A friend who actually lived in the valley in the early 70’s mentioned the caves that are accessible at times down the beach on the Kalalau side but, as we said, the newspaper story referred to “around a bend” which we took to mean past the valley proper.
Either way, whether they were swept to the Kalalau side- which would be more likely due to the currents- or the Ke`e side something was wrong with the story.
Although out point was that the use of east, west, north and south rather than the island-friendly “in the direction of a location” description- causes more confusion than need be we were still trying to figure out what actually happened when we noted a comment posted yesterday, apparently from the father himself.
He cleared up the matter by saying that the use of the word “cave” was the real misnomer and indeed they were swept with the usual current toward Kalalau.
Although he reiterates the “west” description any examination of a map shows that at that point of Na Pali it is actually southwest and if anything more southerly then westerly... which reiterates our point as to the uselessness of the continental descriptions.
Although we haven’t been able to independently confirm that the comment was actually from the father, here apparently is his harrowing story of the rescue.
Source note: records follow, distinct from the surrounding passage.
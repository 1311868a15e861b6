//! Day closure use-cases.
//!
//! # Responsibility
//! - Close one past day, or every open day before "today".
//!
//! # Invariants
//! - Each date is swept in its own transaction; one failing date never
//!   stops the remaining dates.
//! - Sweeping an already swept day is a no-op reported as `None`.
//! - The sweep timestamp comes from the caller-supplied instant.

use crate::model::date_key::DateKey;
use crate::model::day::UserId;
use crate::repo::sweep_repo::{SweepReport, SweepRepository};
use crate::service::{parse_date_input, retry_on_conflict, ServiceResult};
use chrono::{DateTime, Utc};
use log::{error, info};
use serde::Serialize;

/// Counters from one sweep-all pass.
#[derive(Debug, Clone, Copy, Default, PartialEq, Eq, Serialize)]
pub struct SweepAllReport {
    /// Open past days found when the pass started.
    pub attempted: usize,
    pub swept: usize,
    /// Days closed concurrently by another caller.
    pub skipped: usize,
    pub failed: usize,
}

/// Sweep service facade over repository implementations.
pub struct SweepService<R: SweepRepository> {
    repo: R,
}

impl<R: SweepRepository> SweepService<R> {
    pub fn new(repo: R) -> Self {
        Self { repo }
    }

    /// Closes one day. Returns `None` if the day is missing or already swept.
    pub fn sweep_one(
        &self,
        user_id: UserId,
        date: &str,
        now: DateTime<Utc>,
    ) -> ServiceResult<Option<SweepReport>> {
        let date = parse_date_input(date)?;
        self.sweep_date(user_id, date, now)
    }

    /// Closes every open day strictly before `today`, oldest first.
    pub fn sweep_all_past_unswept(
        &self,
        user_id: UserId,
        today: DateKey,
        now: DateTime<Utc>,
    ) -> ServiceResult<SweepAllReport> {
        let dates = self.repo.list_unswept_before(user_id, today)?;
        let mut report = SweepAllReport {
            attempted: dates.len(),
            ..SweepAllReport::default()
        };

        for date in dates {
            match self.sweep_date(user_id, date, now) {
                Ok(Some(_)) => report.swept += 1,
                Ok(None) => report.skipped += 1,
                Err(err) => {
                    report.failed += 1;
                    error!(
                        "event=sweep_day module=sweep status=error date={} error={}",
                        date, err
                    );
                }
            }
        }

        info!(
            "event=sweep_all module=sweep status=ok today={} attempted={} swept={} skipped={} failed={}",
            today, report.attempted, report.swept, report.skipped, report.failed
        );
        Ok(report)
    }

    fn sweep_date(
        &self,
        user_id: UserId,
        date: DateKey,
        now: DateTime<Utc>,
    ) -> ServiceResult<Option<SweepReport>> {
        let swept_at = now.timestamp_millis();
        let outcome = retry_on_conflict("sweep_day", || {
            self.repo.sweep_day(user_id, date, swept_at)
        })?;
        match &outcome {
            Some(report) => info!(
                "event=sweep_day module=sweep status=ok date={} deferred={} score={}",
                date,
                report.deferred_count(),
                report.score
            ),
            None => info!(
                "event=sweep_day module=sweep status=skipped date={}",
                date
            ),
        }
        Ok(outcome)
    }
}
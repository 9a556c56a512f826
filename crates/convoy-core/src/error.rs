//! Named error kinds surfaced to the CLI/REST layer.
//!
//! External tooling matches on the kind names and the fixed messages, so
//! both are part of the public contract and must not drift.

use thiserror::Error;

/// Fixed message for [`ApiError::DoNothingPlan`].
pub const MSG_DO_NOTHING: &str = "Create plan failed: no tasks were generated";

/// An error surfaced by a Plan Controller command.
#[derive(Debug, Error)]
pub enum ApiError {
    /// The command is not legal in the plan's current state, or its
    /// arguments are malformed. Retrying yields the same error.
    #[error("{0}")]
    InvalidRequest(String),

    /// The compiled plan would contain zero tasks.
    #[error("{MSG_DO_NOTHING}")]
    DoNothingPlan,

    /// The dependency graph contains a cycle; no plan was created.
    #[error("Create plan failed: A circular dependency has been detected: {0}")]
    CircularDependency(String),

    /// The addressed model path does not exist.
    #[error("{0}")]
    InvalidLocation(String),

    /// Unexpected internal failure (storage, runtime).
    #[error(transparent)]
    Internal(#[from] anyhow::Error),
}

impl ApiError {
    /// The literal kind name printed ahead of the message, matched by
    /// external tooling.
    pub fn kind(&self) -> &'static str {
        match self {
            Self::InvalidRequest(_) => "InvalidRequestError",
            Self::DoNothingPlan => "DoNothingPlanError",
            Self::CircularDependency(_) => "CircularDependencyError",
            Self::InvalidLocation(_) => "InvalidLocationError",
            Self::Internal(_) => "InternalServerError",
        }
    }

    pub fn invalid_request(msg: impl Into<String>) -> Self {
        Self::InvalidRequest(msg.into())
    }

    pub fn not_found() -> Self {
        Self::InvalidLocation("Not found".to_owned())
    }
}
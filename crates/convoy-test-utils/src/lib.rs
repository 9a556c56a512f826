//! Shared test utilities for convoy integration tests.
//!
//! Each test gets its own SQLite database file in a temporary directory with
//! all migrations applied. The [`TestDb`] guard keeps the directory alive for
//! the duration of the test; dropping it removes the database.

use sqlx::SqlitePool;
use tempfile::TempDir;

use convoy_db::config::DbConfig;
use convoy_db::pool;

/// A temporary database with migrations applied.
///
/// Holds the backing [`TempDir`] so the file outlives the pool. Tests that
/// exercise restart recovery can call [`TestDb::reopen`] to simulate a
/// service restart against the same file.
pub struct TestDb {
    pub pool: SqlitePool,
    dir: TempDir,
}

impl TestDb {
    /// Create a fresh database in its own temporary directory.
    pub async fn new() -> Self {
        let dir = TempDir::new().expect("failed to create temp dir");
        let config = DbConfig::new(dir.path().join("convoy-test.db"));

        let pool = pool::create_pool(&config)
            .await
            .expect("failed to create test pool");
        pool::run_migrations(&pool)
            .await
            .expect("migrations should succeed");

        Self { pool, dir }
    }

    /// Close the current pool and open a new one against the same file,
    /// as a restarted service would.
    pub async fn reopen(&mut self) {
        self.pool.close().await;

        let config = DbConfig::new(self.dir.path().join("convoy-test.db"));
        self.pool = pool::create_pool(&config)
            .await
            .expect("failed to reopen test pool");
        pool::run_migrations(&self.pool)
            .await
            .expect("migrations should be a no-op on reopen");
    }
}

/// Create a temporary database with migrations applied.
pub async fn create_test_db() -> TestDb {
    TestDb::new().await
}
I am the 43 year old father in the story. My sons were swept to the left of the Beach as you face the ocean. It is west. We were not in a cave but rather a small depression I was able to get us into just above the waterline. After I rounded the corner I only saw my younger son about 50 feet away in water that looked like the inside of a giant washing machine. Massive waves the size of cars pounded us. I thought Connor might be dead at that point because he was nowhere in sight. I went for Jack screaming for him to swim toward me with all of his strength, but I doubt anything could have been heard He would disappear under the massive waves for what seemed to be 15-20 seconds at a time then miraculously reappear. He is one tough little boy. Eventually we reached each other and I got him in the ring. The cliff walls were sheer and slimy, and the closest hand hold was way above my head an out of reach, but I was in the end able to get to it by timing the water rise. With one hand on I was able to push him up to a point where he could grab and he was able to pull himself to the first ledge. Just then a huge wave came and blasted him into the wall and back into the water. I got back in and we repeated the whole ordeal. When I got him up I shouted for him to climb as high as he could and he got into the small cave and he did a great job! I began looking around for Connor and to my amazement he was in the water about 15 or 20 feet from our location. He had been able to get onto a small rock but had gotten knocked off, I think by the same wave that had knocked Jack off. I was able to toss the end of the ring to him and pull him over to our location and got him up the rock and into the depression. This was not really what I would call a cave, more of a big edge barely out of the waves and extremely difficult to reach with the boys. We are reasonable rock climbers and my older son is a gymnast. timing the waves and not panicking was also key.